Skip to content

CANDRA2006/simple_spam_detector

Folders and files

NameName
Last commit message
Last commit date

Latest commit

Β 

History

11 Commits
Β 
Β 
Β 
Β 
Β 
Β 
Β 
Β 
Β 
Β 
Β 
Β 
Β 
Β 
Β 
Β 
Β 
Β 

Repository files navigation

Simple Spam Detector

An AI-powered email and message classification system built with Machine Learning.
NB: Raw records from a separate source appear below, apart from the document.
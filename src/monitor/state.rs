//! State shared between the driver (single writer) and any number of readers.

use std::sync::atomic::{AtomicU64, AtomicU8, Ordering};
use std::sync::Arc;

use chrono::{DateTime, Utc};
use log::info;
use tokio::sync::watch;
use tokio::time::Instant;

use super::registry::ObserverRegistry;
use crate::domain::{ChannelState, ConnectionStatus};
use crate::notifications::{Event, SharedEventBus, StatusChangedEvent};

/// Sentinel for "no heartbeat recorded yet"
const NO_HEARTBEAT: u64 = 0;

pub(crate) struct SharedState {
    status: watch::Sender<ConnectionStatus>,
    /// Microseconds since `epoch` of the last heartbeat, offset by one so that
    /// zero can mean "never"
    last_heartbeat: AtomicU64,
    epoch: Instant,
    epoch_wall: DateTime<Utc>,
    channel_state: AtomicU8,
    pub(crate) observers: Arc<ObserverRegistry>,
    pub(crate) event_bus: SharedEventBus,
}

impl SharedState {
    pub(crate) fn new(event_bus: SharedEventBus) -> Self {
        let (status, _) = watch::channel(ConnectionStatus::Unknown);
        Self {
            status,
            last_heartbeat: AtomicU64::new(NO_HEARTBEAT),
            epoch: Instant::now(),
            epoch_wall: Utc::now(),
            channel_state: AtomicU8::new(encode_state(ChannelState::Closed)),
            observers: ObserverRegistry::shared(),
            event_bus,
        }
    }

    pub(crate) fn status(&self) -> ConnectionStatus {
        *self.status.borrow()
    }

    pub(crate) fn watch(&self) -> watch::Receiver<ConnectionStatus> {
        self.status.subscribe()
    }

    /// Store `next` and notify observers, unless nothing changes.
    ///
    /// Called by the driver, or by `initialize` before any driver exists,
    /// so there is never more than one writer.
    pub(crate) fn set_status(&self, next: ConnectionStatus) -> bool {
        let mut previous = None;
        self.status.send_if_modified(|current| {
            if !current.can_transition_to(next) {
                return false;
            }
            previous = Some(*current);
            *current = next;
            true
        });

        let Some(previous) = previous else {
            return false;
        };

        info!("Backend status changed: {} -> {}", previous, next);
        metrics::counter!("health_monitor_status_transitions_total", "status" => next.as_str())
            .increment(1);
        metrics::gauge!("health_monitor_online").set(if next.is_online() { 1.0 } else { 0.0 });

        self.observers.notify(next);
        self.event_bus.publish(Event::StatusChanged(StatusChangedEvent {
            previous,
            current: next,
        }));
        true
    }

    pub(crate) fn channel_state(&self) -> ChannelState {
        decode_state(self.channel_state.load(Ordering::SeqCst))
    }

    pub(crate) fn set_channel_state(&self, state: ChannelState) {
        self.channel_state.store(encode_state(state), Ordering::SeqCst);
    }

    /// Record channel activity at `now`. Never moves the timestamp backwards.
    pub(crate) fn touch(&self, now: Instant) {
        let micros = now.saturating_duration_since(self.epoch).as_micros() as u64 + 1;
        self.last_heartbeat.fetch_max(micros, Ordering::SeqCst);
    }

    fn last_heartbeat_offset(&self) -> Option<std::time::Duration> {
        match self.last_heartbeat.load(Ordering::SeqCst) {
            NO_HEARTBEAT => None,
            micros => Some(std::time::Duration::from_micros(micros - 1)),
        }
    }

    pub(crate) fn last_heartbeat_at(&self) -> Option<DateTime<Utc>> {
        let offset = self.last_heartbeat_offset()?;
        chrono::Duration::from_std(offset)
            .ok()
            .map(|d| self.epoch_wall + d)
    }

    /// Whole seconds since the last heartbeat, rounded to nearest.
    pub(crate) fn last_heartbeat_age(&self, now: Instant) -> Option<u64> {
        let at = self.epoch + self.last_heartbeat_offset()?;
        let millis = now.saturating_duration_since(at).as_millis() as u64;
        Some((millis + 500) / 1000)
    }
}

fn encode_state(state: ChannelState) -> u8 {
    match state {
        ChannelState::Connecting => 0,
        ChannelState::Open => 1,
        ChannelState::Closed => 2,
    }
}

fn decode_state(raw: u8) -> ChannelState {
    match raw {
        0 => ChannelState::Connecting,
        1 => ChannelState::Open,
        _ => ChannelState::Closed,
    }
}
//! Connection health monitor
//!
//! - **service**: [`HealthMonitor`], the public face
//! - **driver**: task owning the channel and both timers (state machine)
//! - **channel**: transport abstraction and the WebSocket connector
//! - **registry**: status-change callbacks and their handles
//! - **policy**: fixed-delay, never-give-up reconnect policy

pub mod channel;
mod driver;
pub mod policy;
pub mod registry;
pub mod service;
mod state;

pub use channel::{Channel, ChannelEvent, Connector, WsConnector};
pub use policy::ReconnectPolicy;
pub use registry::{ObserverRegistry, StatusCallback, Subscription};
pub use service::{HealthMonitor, SharedHealthMonitor};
This project uses Natural Language Processing (NLP) and Naive Bayes classifier to detect spam messages with high accuracy.
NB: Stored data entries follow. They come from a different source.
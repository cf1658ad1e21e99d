//! Notifications module
//!
//! Tagged events published by the health monitor over a broadcast bus.
//! Consumers that only care about the current status can use the
//! monitor's callbacks or watch channel instead.
//!
//! # Usage
//! ```ignore
//! let mut events = monitor.events();
//! while let Some(msg) = events.recv().await {
//!     if let Some((previous, current)) = msg.event.status_change() {
//!         println!("{} -> {}", previous, current);
//!     }
//! }
//! ```

pub mod event_bus;
pub mod events;

pub use event_bus::{create_event_bus, EventBus, EventSubscriber, SharedEventBus};
pub use events::*;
Python Flask scikit-learn License

Features

  • πŸ€– Machine Learning Powered: Uses Multinomial Naive Bayes with TF-IDF vectorization
  • 🎯 High Accuracy: Achieves excellent performance on spam detection
  • 🌐 Web Interface: Beautiful and interactive web UI built with Flask
  • πŸ“Š Detailed Analytics: Provides confidence scores and probability distributions
  • πŸš€ Easy to Use: Simple command-line interface and web application
  • πŸ“ˆ Model Evaluation: Comprehensive evaluation with confusion matrix and ROC curve
  • πŸ”„ Batch Prediction: Support for multiple message predictions

Project Structure

simple_spam_detector/
β”œβ”€β”€ app/
β”‚   β”œβ”€β”€ static/
β”‚   β”‚   β”œβ”€β”€ css/
β”‚   β”‚   β”‚   └── style.css
β”‚   β”‚   └── js/
β”‚   β”‚       └── animations.js
β”‚   β”œβ”€β”€ templates/
β”‚   β”‚   └── index.html
β”‚   └── app.py
β”œβ”€β”€ data/
β”‚   β”œβ”€β”€ raw/
β”‚   β”‚   └── spam.csv (not included - see Dataset section)
β”‚   └── processed/
β”‚       β”œβ”€β”€ X_train.pkl
β”‚       β”œβ”€β”€ X_test.pkl
β”‚       β”œβ”€β”€ y_train.pkl
β”‚       └── y_test.pkl
β”œβ”€β”€ model/
β”‚   β”œβ”€β”€ spam_model.pkl
β”‚   └── vectorizer.pkl
β”œβ”€β”€ src/
β”‚   β”œβ”€β”€ preprocess.py
β”‚   β”œβ”€β”€ train.py
β”‚   β”œβ”€β”€ evaluate.py
β”‚   └── predict.py
β”œβ”€β”€ .gitignore
β”œβ”€β”€ LICENSE
β”œβ”€β”€ README.md
β”œβ”€β”€ requirements.txt
└── run_all.py

Installation

Prerequisites

  • Python 3.8 or higher
  • pip (Python package installer)

Setup Steps

  1. Clone the repository

    git clone https://github.com/candra2006/simple_spam_detector.git
    cd simple_spam_detector
  2. Create a virtual environment (recommended)

    python -m venv venv
    
    # On Windows
    venv\Scripts\activate
    
    # On macOS/Linux
    source venv/bin/activate
  3. Install dependencies

    pip install -r requirements.txt
  4. Download NLTK data (automatic on first run)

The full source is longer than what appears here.